Он тоскливо посмотрел за Старицу, но за туманом не рассмотрел избушку. А там на нарах и тепло, и Сима там, и винцо, конечно, не все же она вчера употребила. Опохмелиться бы…
Пайвин оглянулся и подавил тошноту при виде спасительного квадрата бутылки. Пусть не затащил его Михаил Борисович в палатку, зато не спрятал же коньяк, пожалел своего «артиста из народа». А вот голубых рюмок нету, убрал. Вместо них складной пластмассовый стаканчик стоит. Что ж, правильно! Катнулся бы Александр на скатерть, и рюмочки хрясь-хрясь… Они, поди, дорогие, чешские. Слыхал он про такое стекло…
«Сегодня не до пастьбы все равно, — равнодушно решил Пайвин, заедая выпитый коньяк холодным, утратившим запах огурцом. Колбаса тоже отпотела, и зубы вязнут в сале. — А-а-а, была-не была, еще стаканчик!»
— Саша! Где ты есть? — позвал с того берега из тумана хриплый Симин голос.
Пайвин открыл было рот, однако вовремя одумался: «Шиш тебе, милая! Не слыхал я тебя, поняла? Попасешь день, не переломишься, а тут добра пить не перепить. И как можно сбежать от шефа, оставить его спящего? Не он ли в уме клялся и божился «на суку» быть преданным…»
— Хор-хор-хрры-ы… — рвалось в марлевые окна из палатки, заглушая перепелиную перекличку.
Нет, не покинет он без команды Михаила Борисовича! Вот возьмет и примет его к себе на базу. Ну хоть грузчиком, а может, кладовщиком? Сашка в технике разбирается, дипломов столько, хоть кринки с молоком закрывай. И закипит у них работа, а по выходным станут на вишневой «Волге» выезжать сюда. Вдвоем.
Не-ет, не вдвоем, с бабами. С чужими, понятно. В Тулу да со своим самоваром, что ли…
«Урал» тогда запросто купит Сашка, запросто! Не надо мантулить целое лето на отгонном, жить в избушке, жить без бани, электричества, радио и телевизора, без газет и журналов.
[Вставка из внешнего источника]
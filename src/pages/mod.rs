//! Pages
//!
//! One component per route. Each page closes with the footer menu.

mod details;
mod faqs;
mod home;
mod not_found;
mod registry;
mod visiting;

pub use details::DetailsPage;
pub use faqs::FaqsPage;
pub use home::HomePage;
pub use not_found::NotFoundPage;
pub use registry::RegistryPage;
pub use visiting::VisitingPage;
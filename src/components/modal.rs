//! Modal Component
//!
//! Centered dialog over a dimmed overlay. Content is unmounted while closed,
//! so forms inside start fresh each time the modal opens.

use leptos::prelude::*;

#[component]
pub fn Modal(
    #[prop(into)] opened: Signal<bool>,
    #[prop(into)] title: Signal<String>,
    #[prop(into)] on_close: Callback<()>,
    children: ChildrenFn,
) -> impl IntoView {
    view! {
        <Show when=move || opened.get()>
            <div class="modal-overlay" on:click=move |_| on_close.run(())>
                <div
                    class="modal"
                    role="dialog"
                    aria-modal="true"
                    on:click=|ev| ev.stop_propagation()
                >
                    <div class="modal-header">
                        <h2 class="modal-title">{move || title.get()}</h2>
                        <button
                            class="modal-close"
                            aria-label="Close modal"
                            on:click=move |_| on_close.run(())
                        >
                            "×"
                        </button>
                    </div>
                    <div class="modal-body">{children()}</div>
                </div>
            </div>
        </Show>
    }
}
Хотя чего газеты и журналы?! Он и оседло когда жил — не до прессы было: то забота, то гулянка, а там — похмелье…
Определенно Михаил Борисович зачислит Пайвина Сашку к себе в штат. Такого преданного он по гроб не найдет больше, какой есть Сашка. Все будет шито-крыто, Сашка не трепач, Сашка — могила…
А ты, Серафимья сухорожая, не кричи! Во тебе кукиш с перцем и собачьим сердцем! Укуси, вострозубая! То-то же, не достать тебе Сашкин кукиш, не видать тебе Сашку, ежели сварничать станешь. Надейся на привесы, на их брюшины и думай: будет привес или отвес? А потом за этот «Урал» не отработаться в колхозе, чуть восстал за правду — начнут тыкать: «Мы тебе мотоцикл выделили внеочередь. А мы бы его Анатолию Гурьеву отдали, он механизатор сто сот стоит». Ну и так далее…
Эх, еще стакашик, и совсем добро, совсем… Не тошнит и теплее стало… Прр-рости, прр-рости, Серафимья Васильевна! Ты у меня баба… сто сот!..»
IX
С Михаилом Борисовичем после первого знакомства Пайвин не виделся пять дней, а наблюдал за ним издали, из укрытия. С тоскливой ревностью следил, как тот выскакивал из палатки поутру в одних красных плавках — они резали глаза, выделяясь на волосатом теле, и Александру казалось, что именно в этом месте у директора кто-то срезал кожу. Он давал приличный круг по острову и с разбегу тяжело бухался в реку.
Вдоволь набулькавшись в ласково-парной воде, Михаил Борисович расслабленно поднимался на берег, снимал с капронового шнура, натянутого на таловые тычки, лохматое махровое полотенце, такое же оранжевое, как палатка, и начинал яростно растирать мокрое тело.
«Не зря говорят, что волосатые люди — счастливые», — вздыхал за кустом Пайвин.